Stored data:
- - -

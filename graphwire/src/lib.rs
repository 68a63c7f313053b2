//! graphwire serializes object graphs over buffered, non-blocking streams.
//!
//! The crate is layered:
//!
//! - [`stream`] wraps a byte [`Transport`](stream::Transport) (a file
//!   descriptor, a socket, an in-memory buffer) in a [`BufferedStream`](stream::BufferedStream)
//!   with non-blocking reads, delimiter scanning and timeout helpers built on a
//!   readiness multiplexer.
//! - [`channel`] turns a stream into a [`Channel`](channel::Channel): a typed
//!   sink/source of labelled primitives and class frames. Backends decide the
//!   wire format: [`BinaryChannel`](channel::BinaryChannel) and
//!   [`TextChannel`](channel::TextChannel) read and write,
//!   [`ReadableChannel`](channel::ReadableChannel) and
//!   [`JsonChannel`](channel::JsonChannel) only write.
//! - [`schema`] maps Rust values onto channel calls. A single
//!   [`Serialize::serialize`] serves both directions, and shared pointers
//!   (`Rc`, `Arc`) keep their sharing through a per-channel identity map.
//!
//! # Quickstart
//!
//! ```
//! use {graphwire::Serialize, std::rc::Rc};
//!
//! #[derive(Serialize, Debug, Default, Clone, PartialEq)]
//! struct Node {
//!     id: u32,
//!     name: String,
//!     tags: Vec<String>,
//!     parent: Option<Rc<Node>>,
//! }
//!
//! let root = Rc::new(Node { id: 1, name: "root".into(), ..Default::default() });
//! let mut pair = (
//!     Node { id: 2, parent: Some(root.clone()), ..Default::default() },
//!     Node { id: 3, parent: Some(root), ..Default::default() },
//! );
//! let bytes = graphwire::to_bytes(&mut pair).unwrap();
//! let (a, b): (Node, Node) = graphwire::from_bytes(&bytes).unwrap();
//! assert!(Rc::ptr_eq(a.parent.as_ref().unwrap(), b.parent.as_ref().unwrap()));
//! ```
//!
//! # Streaming
//!
//! Packages can be sent one after another over a long-lived stream. Sharing is
//! preserved across all packages that go through one channel.
//!
//! ```
//! use graphwire::{
//!     channel::{Direction, TextChannel},
//!     stream::{BufferedStream, MemoryTransport},
//!     next_package, send_object, serialize_object,
//! };
//!
//! let mut stream = BufferedStream::new(MemoryTransport::new());
//! {
//!     let mut out = TextChannel::new(&mut stream, Direction::Out);
//!     send_object(&mut out, &mut 7u32).unwrap();
//!     send_object(&mut out, &mut String::from("seven")).unwrap();
//! }
//! let mut input = TextChannel::new(&mut stream, Direction::In);
//! assert_eq!(next_package(&mut input).unwrap(), "u32");
//! let mut number = 0u32;
//! serialize_object(&mut input, &mut number).unwrap();
//! assert_eq!(next_package(&mut input).unwrap(), "alloc::string::String");
//! let mut text = String::new();
//! serialize_object(&mut input, &mut text).unwrap();
//! assert_eq!((number, text.as_str()), (7, "seven"));
//! ```
pub mod channel;
mod codec;
pub use codec::*;
pub mod config;
pub use config::Config;
pub mod error;
pub use error::{Error, ErrorKind, Result};
pub mod schema;
pub use schema::{
    next_package, recv_object, send_object, serialize, serialize_class, serialize_object, Category,
    Serialize,
};
pub mod stream;

#[cfg(test)]
mod proptest_config;

#[doc(hidden)]
pub mod __private {
    #[doc(hidden)]
    pub use paste::paste;
}

#[cfg(feature = "derive")]
pub use graphwire_derive::*;
use {
    graphwire::{
        channel::{BinaryChannel, Channel, Direction, TextChannel},
        from_bytes, from_text, next_package, recv_object, send_object, serialize_object,
        stream::{BufferedStream, FdTransport, MemoryTransport},
        to_bytes, to_json, to_readable, to_text, Config, Error, ErrorKind, Serialize,
    },
    std::{
        cell::RefCell,
        collections::{BTreeMap, HashMap, VecDeque},
        os::unix::net::UnixStream,
        rc::Rc,
        sync::Arc,
    },
};

#[derive(Serialize, Debug, Default, Clone, PartialEq)]
struct Node {
    id: u32,
    name: String,
    tags: Vec<String>,
    parent: Option<Rc<Node>>,
}

#[derive(Serialize, Debug, Default, Clone, Copy, PartialEq, Eq)]
enum Color {
    #[default]
    Red,
    Green,
    Blue,
}

#[derive(Serialize, Debug, Default, Clone, PartialEq)]
enum Shape {
    Circle { radius: f64 },
    Rect(u32, u32),
    #[default]
    Empty,
}

#[derive(Serialize, Debug, Default, Clone, PartialEq)]
#[graphwire(rename = "Canvas")]
struct Drawing {
    #[graphwire(rename = "fill")]
    color: Color,
    shapes: Vec<Shape>,
    #[graphwire(skip)]
    scratch: u32,
}

#[derive(Serialize, Debug, Default, Clone, PartialEq)]
struct Pair(u8, String);

#[derive(Serialize, Debug, Default, Clone, PartialEq)]
struct Wrapper<T> {
    inner: T,
}

fn node(id: u32, parent: Option<Rc<Node>>) -> Node {
    Node {
        id,
        name: format!("n{id}"),
        tags: vec!["x".into(), "y".into()],
        parent,
    }
}

#[test]
fn shared_parent_survives_two_packages() {
    let parent = Rc::new(Node {
        id: 7,
        name: "abc".into(),
        tags: vec!["x".into(), "y".into()],
        parent: None,
    });
    let mut first = node(1, Some(parent.clone()));
    let mut second = node(2, Some(parent));

    let mut stream = BufferedStream::new(MemoryTransport::new());
    {
        let mut out = BinaryChannel::new(&mut stream, Direction::Out);
        send_object(&mut out, &mut first).unwrap();
        send_object(&mut out, &mut second).unwrap();
        assert_eq!(out.state().identities().len(), 1);
    }

    let mut input = BinaryChannel::new(&mut stream, Direction::In);
    let mut a = Node::default();
    let mut b = Node::default();
    recv_object(&mut input, &mut a).unwrap();
    recv_object(&mut input, &mut b).unwrap();
    assert_eq!(a, first);
    assert_eq!(b, second);
    let (pa, pb) = (a.parent.unwrap(), b.parent.unwrap());
    assert!(Rc::ptr_eq(&pa, &pb));
    assert_eq!(pa.id, 7);
    assert_eq!(pa.tags, ["x", "y"]);
}

#[test]
fn separate_channels_do_not_share() {
    let parent = Rc::new(node(7, None));
    let mut first = node(1, Some(parent.clone()));
    let mut second = node(2, Some(parent));
    let a: Node = from_bytes(&to_bytes(&mut first).unwrap()).unwrap();
    let b: Node = from_bytes(&to_bytes(&mut second).unwrap()).unwrap();
    assert!(!Rc::ptr_eq(a.parent.as_ref().unwrap(), b.parent.as_ref().unwrap()));
    assert_eq!(a.parent, b.parent);
}

#[test]
fn null_pointer_reads_back_null() {
    let mut lone = node(3, None);
    let back: Node = from_text(&to_text(&mut lone).unwrap()).unwrap();
    assert_eq!(back, lone);
}

#[test]
fn null_handle_into_existing_target_is_rejected() {
    let bytes = to_bytes(&mut node(3, None)).unwrap();
    let mut stream = BufferedStream::new(MemoryTransport::from(bytes));
    let mut input = BinaryChannel::new(&mut stream, Direction::In);
    let mut target = node(0, Some(Rc::new(Node::default())));
    let err = recv_object(&mut input, &mut target).unwrap_err();
    assert!(matches!(err, Error::NonNullTarget { .. }));
    assert_eq!(err.kind(), ErrorKind::ProtocolViolation);
}

#[derive(Debug, Default, Clone)]
struct Cyclic {
    next: RefCell<Option<Rc<Cyclic>>>,
}

impl Serialize for Cyclic {
    fn type_name() -> &'static str {
        "Cyclic"
    }

    fn serialize<C: Channel + ?Sized>(&mut self, channel: &mut C, label: &str) -> graphwire::Result<()> {
        graphwire::serialize_class(channel, Self::type_name(), label, |channel| {
            self.next.get_mut().serialize(channel, "next")
        })
    }
}

#[test]
fn reference_cycles_are_detected() {
    let head = Rc::new(Cyclic::default());
    *head.next.borrow_mut() = Some(head.clone());
    let mut root = Cyclic {
        next: RefCell::new(Some(head.clone())),
    };
    let err = to_bytes(&mut root).unwrap_err();
    assert!(matches!(err, Error::CycleDetected { handle: 1, .. }));
    head.next.borrow_mut().take();
}

#[test]
fn containers_of_every_kind() {
    let mut value = (
        (
            VecDeque::from([1i64, -2, 3]),
            HashMap::from([(String::from("k"), vec![0.5f32])]),
        ),
        BTreeMap::from([(1u8, Arc::new(String::from("shared")))]),
    );
    let bytes = to_bytes(&mut value).unwrap();
    let back: (
        (VecDeque<i64>, HashMap<String, Vec<f32>>),
        BTreeMap<u8, Arc<String>>,
    ) = from_bytes(&bytes).unwrap();
    assert_eq!(back, value);
}

#[test]
fn derived_enums_and_attributes() {
    let mut drawing = Drawing {
        color: Color::Blue,
        shapes: vec![Shape::Circle { radius: 1.5 }, Shape::Rect(2, 3), Shape::Empty],
        scratch: 99,
    };
    let text = to_text(&mut drawing).unwrap();
    assert!(text.starts_with("package: Canvas\t"), "{text}");
    assert!(text.contains("fill: 2\t"), "{text}");
    assert!(!text.contains("scratch"), "{text}");

    let back: Drawing = from_text(&text).unwrap();
    assert_eq!(back.color, Color::Blue);
    assert_eq!(back.shapes, drawing.shapes);
    assert_eq!(back.scratch, 0);
}

#[test]
fn unknown_enum_tag_is_rejected() {
    let bytes = to_bytes(&mut 7i32).unwrap();
    let mut stream = BufferedStream::new(MemoryTransport::from(bytes));
    let mut input = BinaryChannel::new(&mut stream, Direction::In);
    next_package(&mut input).unwrap();
    let err = serialize_object(&mut input, &mut Color::Red).unwrap_err();
    assert!(matches!(err, Error::InvalidTagEncoding(7)));
}

#[test]
fn tuple_and_generic_structs() {
    let mut pair = Pair(4, "four".into());
    let json = to_json(&mut pair).unwrap();
    assert_eq!(
        json,
        "{\"package\": \"Pair\", \"object\": {\"0\": 4, \"1\": \"four\"}}\n"
    );

    let mut wrapped = Wrapper { inner: 5u16 };
    let bytes = to_bytes(&mut wrapped).unwrap();
    assert_eq!(from_bytes::<Wrapper<u16>>(&bytes).unwrap(), wrapped);
    assert!(matches!(
        from_bytes::<Wrapper<u32>>(&bytes),
        Err(Error::UnexpectedToken { .. })
    ));
}

#[test]
fn readable_rendering_nests() {
    let parent = Rc::new(node(7, None));
    let mut child = node(1, Some(parent));
    let text = to_readable(&mut child).unwrap();
    assert!(text.starts_with("package Node\n"), "{text}");
    assert!(text.contains("\n    id: 1\n"), "{text}");
    assert!(text.contains("tags (Vec<String>) ["), "{text}");
}

#[test]
fn unix_socket_round_trip() {
    let (left, right) = UnixStream::pair().unwrap();
    let config = Config::default();
    let mut writer = BufferedStream::with_config(FdTransport::new(left).unwrap(), &config)
        .with_resource("left");
    let mut reader = BufferedStream::with_config(FdTransport::new(right).unwrap(), &config)
        .with_resource("right");

    let parent = Rc::new(node(9, None));
    let mut nodes = vec![node(1, Some(parent.clone())), node(2, Some(parent))];
    {
        let mut out = TextChannel::new(&mut writer, Direction::Out);
        send_object(&mut out, &mut nodes).unwrap();
    }

    let mut input = TextChannel::new(&mut reader, Direction::In);
    let mut back: Vec<Node> = Vec::new();
    recv_object(&mut input, &mut back).unwrap();
    assert_eq!(back, nodes);
    assert!(Rc::ptr_eq(
        back[0].parent.as_ref().unwrap(),
        back[1].parent.as_ref().unwrap()
    ));
}

#[test]
fn channel_misuse() {
    let mut stream = BufferedStream::new(MemoryTransport::new());
    let mut out = BinaryChannel::new(&mut stream, Direction::Out);
    assert!(matches!(out.close(), Err(Error::AlreadyClosed { .. })));
    out.open(Some("x")).unwrap();
    assert!(matches!(out.open(Some("x")), Err(Error::AlreadyOpen { .. })));
    assert!(matches!(out.open(None), Err(Error::AlreadyOpen { .. })));
}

- - -

--- Activity ---
Write down every line of the data above that includes the string "radius".

--- Result of this task ---
    Circle { radius: f64 },
        shapes: vec![Shape::Circle { radius: 1.5 }, Shape::Rect(2, 3), Shape::Empty],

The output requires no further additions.